◆ **What you will do**: Locate, in the data below, the line that contains "use crate::panel::messages::*;" and the line that contains "const CMD_CANCEL_POWER_LOSS: &str"; reproduce exactly those two lines and every line between them, nothing more.

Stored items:
:::

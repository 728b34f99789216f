// src/controller/mod.rs - Panel controller: dispatch, state machine, supervision
pub mod context;
mod info;
mod actions;
mod process;
pub mod routing;

use std::time::Duration;
use tokio::sync::mpsc;

use crate::config::Config;
use crate::file_navigator::{FileNavigator, MediaStore};
use crate::firmware::{
    FirmwareApi, FirmwareEvent, MediaEvent, PromptReason, StatusUpdate, TimerEvent, Tune,
};
use crate::panel::messages::*;
use crate::panel::{PanelCommand, PanelLink};
use context::{ControllerContext, HeaterState, LastError, PanelKind, PauseState, PrinterState};
use routing::{DispatchGroup, route};

/// Heater sanity sweep cadence.
pub const HEATER_CHECK_INTERVAL: Duration = Duration::from_millis(500);
/// Consecutive faulted sweeps before a temperature is reported abnormal.
const HEATER_FAULT_TICKS: u8 = 5;
/// File-list entries per page.
const FILE_LIST_PAGE: usize = 4;
/// Largest physical Z correction applied per adjustment call.
const MAX_Z_NUDGE_MM: f32 = 0.05;

// Opaque firmware command sequences. G/M-code semantics live firmware-side;
// these strings are the only coupling.
const CMD_ENABLE_LEVELING: &str = "M501\nM420 S1 V1";
const CMD_SAVE_SETTINGS: &str = "M500";
const CMD_RESTORE_SETTINGS: &str = "M501\nM420 S1";
const CMD_SAVE_MESH_AND_PARK: &str = "M500\nG27";
const CMD_RAISE_AFTER_PROBE_FAIL: &str = "G1 Z50 F500";
const CMD_HOME_ALL: &str = "G28";
const CMD_AUTO_LEVEL: &str = "G28\nG29";
const CMD_CANCEL_POWER_LOSS: &str = "M1000 C";
const CMD_RESUME_POWER_LOSS: &str = "M1000";
const CMD_POWER_LOSS_HOME: &str = "G28 X Y R5\nG28 Z";
const CMD_LOAD_FILAMENT: &str = "M83\nG0 E50 F700\nM82";
const CMD_UNLOAD_FILAMENT: &str = "M83\nG0 E-50 F1200\nM82";

/// Bridges the Chiron TFT panel to the printer firmware: assembles panel
/// requests, routes them to the info/action/process dispatchers, and keeps
/// the panel-facing printer state machine in step with firmware events.
///
/// Owned by a single task; handlers run to completion before the next line
/// is read, so commands are handled strictly in arrival order.
pub struct PanelController<F, M> {
    config: Config,
    firmware: F,
    link: PanelLink,
    navigator: FileNavigator<M>,
    ctx: ControllerContext,
}

impl<F: FirmwareApi, M: MediaStore> PanelController<F, M> {
    pub fn new(config: Config, firmware: F, link: PanelLink, navigator: FileNavigator<M>) -> Self {
        let ctx = ControllerContext::new(PanelKind::from(config.panel.kind));
        Self {
            config,
            firmware,
            link,
            navigator,
            ctx,
        }
    }

    pub fn context(&self) -> &ControllerContext {
        &self.ctx
    }

    pub fn firmware(&self) -> &F {
        &self.firmware
    }

    /// Boot handshake: wait out the panel's splash animation, probe the
    /// panel revision when it is not configured, then announce the reset
    /// and readiness.
    pub async fn startup(&mut self) {
        tokio::time::sleep(Duration::from_millis(self.config.panel.boot_delay_ms)).await;

        if self.ctx.panel_kind == PanelKind::Unknown {
            tracing::info!("panel type not configured, probing");
            self.link.send_line(TEST_FOR_STANDARD_PANEL);
            self.link.send_line(TEST_FOR_NEW_PANEL);
        }

        self.link.send_line(MSG_MAIN_BOARD_HAS_RESET);

        // Leveling stays enabled; Z homing parks the nozzle above the bed,
        // so soft endstops are only toggled around the moves that need it.
        self.firmware.inject_commands(CMD_ENABLE_LEVELING);
        self.firmware.play_tune(Tune::PowerOn);

        self.link.send_line(MSG_READY);
    }

    /// Main loop: panel bytes, firmware events and the heater sweep,
    /// multiplexed on one task. Runs until both channels close.
    pub async fn run(
        mut self,
        mut bytes_rx: mpsc::UnboundedReceiver<Vec<u8>>,
        mut events_rx: mpsc::UnboundedReceiver<FirmwareEvent>,
    ) {
        self.startup().await;

        let mut heater_tick = tokio::time::interval(HEATER_CHECK_INTERVAL);
        heater_tick.set_missed_tick_behavior(tokio::time::MissedTickBehavior::Skip);

        loop {
            tokio::select! {
                chunk = bytes_rx.recv() => {
                    let Some(chunk) = chunk else {
                        tracing::info!("panel byte stream closed, controller exiting");
                        break;
                    };
                    self.link.push_bytes(&chunk);
                    while let Some(cmd) = self.link.try_read_line() {
                        self.process_panel_request(cmd).await;
                    }
                }
                event = events_rx.recv() => {
                    let Some(event) = event else {
                        tracing::info!("firmware event channel closed, controller exiting");
                        break;
                    };
                    self.handle_event(event);
                }
                _ = heater_tick.tick() => self.check_heaters(),
            }
        }
    }

    /// Route one complete panel line. Unroutable requests get the empty
    /// acknowledgement; while the panel revision is still unknown, lines
    /// without an `A` code are fed to the detection matcher instead.
    pub async fn process_panel_request(&mut self, cmd: PanelCommand) {
        match cmd.code() {
            Some(code) => match route(code) {
                Some(DispatchGroup::Info) => self.panel_info(&cmd, code).await,
                Some(DispatchGroup::Action) => self.panel_action(&cmd, code).await,
                Some(DispatchGroup::Process) => self.panel_process(&cmd, code),
                None => self.link.send_empty_line(),
            },
            None => {
                if self.ctx.panel_kind == PanelKind::Unknown {
                    self.detect_panel(&cmd);
                    return;
                }
                self.link.send_empty_line();
            }
        }
    }

    /// A standard panel answers the `SIZE` probe with `SXY 480 320`; a new
    /// panel answers `J200` with an `[0]=0` register dump.
    fn detect_panel(&mut self, cmd: &PanelCommand) {
        if let Some(pos) = cmd.find_token('S') {
            if cmd.char_at(pos + 1) == Some('X') && cmd.char_at(pos + 2) == Some('Y') {
                self.ctx.panel_kind = PanelKind::Standard;
                tracing::info!("standard panel detected");
            }
            return;
        }
        if let Some(pos) = cmd.find_token('[') {
            if cmd.char_at(pos + 1) == Some('0') && cmd.char_at(pos + 2) == Some(']') {
                self.ctx.panel_kind = PanelKind::New;
                tracing::info!("new panel detected");
            }
        }
    }

    /// Apply one firmware-side callback to the state machine.
    pub fn handle_event(&mut self, event: FirmwareEvent) {
        tracing::debug!("firmware event {:?} in state {:?}", event, self.ctx.printer_state);
        match event {
            FirmwareEvent::Timer(TimerEvent::Started) => {
                self.ctx.live_z_offset = 0.0;
                self.ctx.pause_state = PauseState::Idle;
                // Recovery homing may park above the bed limit.
                self.firmware.set_soft_endstops(false);
                self.ctx.printer_state = PrinterState::Printing;
                self.link.send_line(MSG_PRINT_FROM_SD_CARD);
            }
            FirmwareEvent::Timer(TimerEvent::Paused) => {
                if self.ctx.printer_state == PrinterState::Printing {
                    self.ctx.printer_state = PrinterState::Pausing;
                }
            }
            FirmwareEvent::Timer(TimerEvent::Stopped) => {
                if self.ctx.printer_state != PrinterState::Idle {
                    self.ctx.printer_state = PrinterState::Stopping;
                    self.link.send_line(MSG_PRINT_COMPLETE);
                }
                self.firmware.set_soft_endstops(true);
            }
            FirmwareEvent::Status(update) => self.on_status(update),
            FirmwareEvent::Confirmation(reason) => self.on_confirmation(reason),
            FirmwareEvent::Media(MediaEvent::Inserted) => {
                self.link.send_line(MSG_SD_CARD_INSERTED)
            }
            FirmwareEvent::Media(MediaEvent::Removed) => self.link.send_line(MSG_SD_CARD_REMOVED),
            FirmwareEvent::Media(MediaEvent::Error) => {
                self.ctx.last_error = LastError::NoSdCard;
                self.link.send_line(MSG_NO_SD_CARD);
            }
            FirmwareEvent::FilamentRunout => {
                self.ctx.last_error = LastError::FilamentRunout;
                self.link.send_line(if self.firmware.is_printing_from_media() {
                    MSG_FILAMENT_OUT_ALERT
                } else {
                    MSG_FILAMENT_OUT_BLOCK
                });
                self.firmware.play_tune(Tune::FilamentOut);
            }
            FirmwareEvent::PowerLossRecovery => {
                self.ctx.printer_state = PrinterState::ResumingFromPowerOutage;
                self.ctx.last_error = LastError::PowerLoss;
                self.firmware.play_tune(Tune::Sos);
                tracing::warn!("power-loss recovery pending, waiting for panel resume");
            }
            FirmwareEvent::PrintComplete => {
                self.link.send_line(MSG_PRINT_COMPLETE);
                self.ctx.printer_state = PrinterState::Idle;
                self.firmware.set_soft_endstops(true);
            }
            FirmwareEvent::Killed => self.link.send_line(MSG_KILL_LCD),
        }
    }

    fn on_status(&mut self, update: StatusUpdate) {
        match (self.ctx.printer_state, update) {
            (PrinterState::Probing, StatusUpdate::Ready) => {
                // Probe pass finished: persist the mesh and park.
                self.firmware.inject_commands(CMD_SAVE_MESH_AND_PARK);
                self.link.send_line(MSG_PROBING_COMPLETE);
                self.ctx.printer_state = PrinterState::Idle;
                self.ctx.selected_mesh_point.clear();
                return;
            }
            (PrinterState::Probing, StatusUpdate::ProbingFailed) => {
                // Don't save a bad mesh; lift the probe clear of the bed.
                self.firmware.play_tune(Tune::ProbingFailed);
                self.firmware.inject_commands(CMD_RAISE_AFTER_PROBE_FAIL);
                self.link.send_line(MSG_PROBING_COMPLETE);
                self.ctx.printer_state = PrinterState::Idle;
                self.ctx.selected_mesh_point.clear();
                return;
            }
            (PrinterState::Printing, StatusUpdate::Reheating) => {
                self.link.send_line(MSG_PAUSED);
                return;
            }
            (PrinterState::Pausing, StatusUpdate::PrintPaused) => {
                self.link.send_line(MSG_PAUSED);
                self.ctx.printer_state = PrinterState::Paused;
                self.ctx.pause_state = PauseState::Idle;
                return;
            }
            (PrinterState::Stopping, StatusUpdate::PrintAborted) => {
                self.link.send_line(MSG_STOP);
                self.ctx.printer_state = PrinterState::Idle;
                return;
            }
            _ => {}
        }

        // Heater progress notices are state-independent.
        match update {
            StatusUpdate::ExtruderHeating => {
                self.link.send_line(MSG_NOZZLE_HEATING);
                self.ctx.hotend_state = HeaterState::TempSet;
            }
            StatusUpdate::BedHeating => {
                self.link.send_line(MSG_BED_HEATING);
                self.ctx.hotbed_state = HeaterState::TempSet;
            }
            StatusUpdate::EepromVersionMismatch => {
                self.ctx.last_error = LastError::EepromMismatch;
            }
            _ => {}
        }
    }

    fn on_confirmation(&mut self, reason: PromptReason) {
        match self.ctx.printer_state {
            PrinterState::Pausing => {
                if matches!(reason, PromptReason::PrintPaused | PromptReason::NozzleParked) {
                    self.link.send_line(MSG_PAUSED);
                    self.ctx.printer_state = PrinterState::Paused;
                    self.ctx.pause_state = PauseState::Idle;
                }
            }
            PrinterState::Printing
            | PrinterState::Paused
            | PrinterState::ResumingFromPowerOutage => {
                let outage = self.ctx.printer_state == PrinterState::ResumingFromPowerOutage;
                match reason {
                    PromptReason::HeaterTimeout => {
                        self.ctx.pause_state = PauseState::HeaterTimedOut;
                        if !outage {
                            self.ctx.printer_state = PrinterState::Paused;
                        }
                        self.link.send_line(MSG_PAUSED);
                        self.firmware.play_tune(Tune::HeaterTimeout);
                    }
                    PromptReason::ReheatDone => {
                        self.ctx.pause_state = PauseState::Idle;
                        if !outage {
                            self.ctx.printer_state = PrinterState::Paused;
                        }
                        self.link.send_line(MSG_PAUSED);
                    }
                    PromptReason::FilamentPurging => {
                        self.ctx.pause_state = PauseState::PurgingFilament;
                        if !outage {
                            self.ctx.printer_state = PrinterState::Paused;
                        }
                        self.link.send_line(MSG_PAUSED);
                    }
                    _ => {}
                }
            }
            _ => {}
        }
    }

    /// Periodic heater sanity sweep. A reading outside the configured limits
    /// must persist for [`HEATER_FAULT_TICKS`] consecutive sweeps before the
    /// panel is alerted; one good reading resets the count.
    pub fn check_heaters(&mut self) {
        let heaters = &self.config.heaters;

        let hotend = self.firmware.hotend_temp();
        if hotend < heaters.hotend_min || hotend > heaters.hotend_max {
            self.ctx.hotend_fault_ticks = self.ctx.hotend_fault_ticks.saturating_add(1);
            if self.ctx.hotend_fault_ticks == HEATER_FAULT_TICKS {
                self.link.send_line(MSG_NOZZLE_TEMP_ABNORMAL);
                self.ctx.last_error = LastError::AbnormalHotendTemp;
                tracing::error!("hotend temp abnormal: {:.1}C", hotend);
            }
        } else {
            self.ctx.hotend_fault_ticks = 0;
        }

        let bed = self.firmware.bed_temp();
        if bed < heaters.bed_min || bed > heaters.bed_max {
            self.ctx.hotbed_fault_ticks = self.ctx.hotbed_fault_ticks.saturating_add(1);
            if self.ctx.hotbed_fault_ticks == HEATER_FAULT_TICKS {
                self.link.send_line(MSG_BED_TEMP_ABNORMAL);
                self.ctx.last_error = LastError::AbnormalBedTemp;
                tracing::error!("bed temp abnormal: {:.1}C", bed);
            }
        } else {
            self.ctx.hotbed_fault_ticks = 0;
        }

        if self.ctx.hotend_state != HeaterState::TempReached
            && (hotend - self.firmware.hotend_target()).abs() <= heaters.temp_window
        {
            self.link.send_line(MSG_NOZZLE_HEATING_DONE);
            self.ctx.hotend_state = HeaterState::TempReached;
        }

        if self.ctx.hotbed_state != HeaterState::TempReached
            && (bed - self.firmware.bed_target()).abs() <= heaters.bed_temp_window
        {
            self.link.send_line(MSG_BED_HEATING_DONE);
            self.ctx.hotbed_state = HeaterState::TempReached;
        }
    }
}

:::

◆ **Task solution**:
use crate::panel::messages::*;
use crate::panel::{PanelCommand, PanelLink};
use context::{ControllerContext, HeaterState, LastError, PanelKind, PauseState, PrinterState};
use routing::{DispatchGroup, route};

/// Heater sanity sweep cadence.
pub const HEATER_CHECK_INTERVAL: Duration = Duration::from_millis(500);
/// Consecutive faulted sweeps before a temperature is reported abnormal.
const HEATER_FAULT_TICKS: u8 = 5;
/// File-list entries per page.
const FILE_LIST_PAGE: usize = 4;
/// Largest physical Z correction applied per adjustment call.
const MAX_Z_NUDGE_MM: f32 = 0.05;

// Opaque firmware command sequences. G/M-code semantics live firmware-side;
// these strings are the only coupling.
const CMD_ENABLE_LEVELING: &str = "M501\nM420 S1 V1";
const CMD_SAVE_SETTINGS: &str = "M500";
const CMD_RESTORE_SETTINGS: &str = "M501\nM420 S1";
const CMD_SAVE_MESH_AND_PARK: &str = "M500\nG27";
const CMD_RAISE_AFTER_PROBE_FAIL: &str = "G1 Z50 F500";
const CMD_HOME_ALL: &str = "G28";
const CMD_AUTO_LEVEL: &str = "G28\nG29";
const CMD_CANCEL_POWER_LOSS: &str = "M1000 C";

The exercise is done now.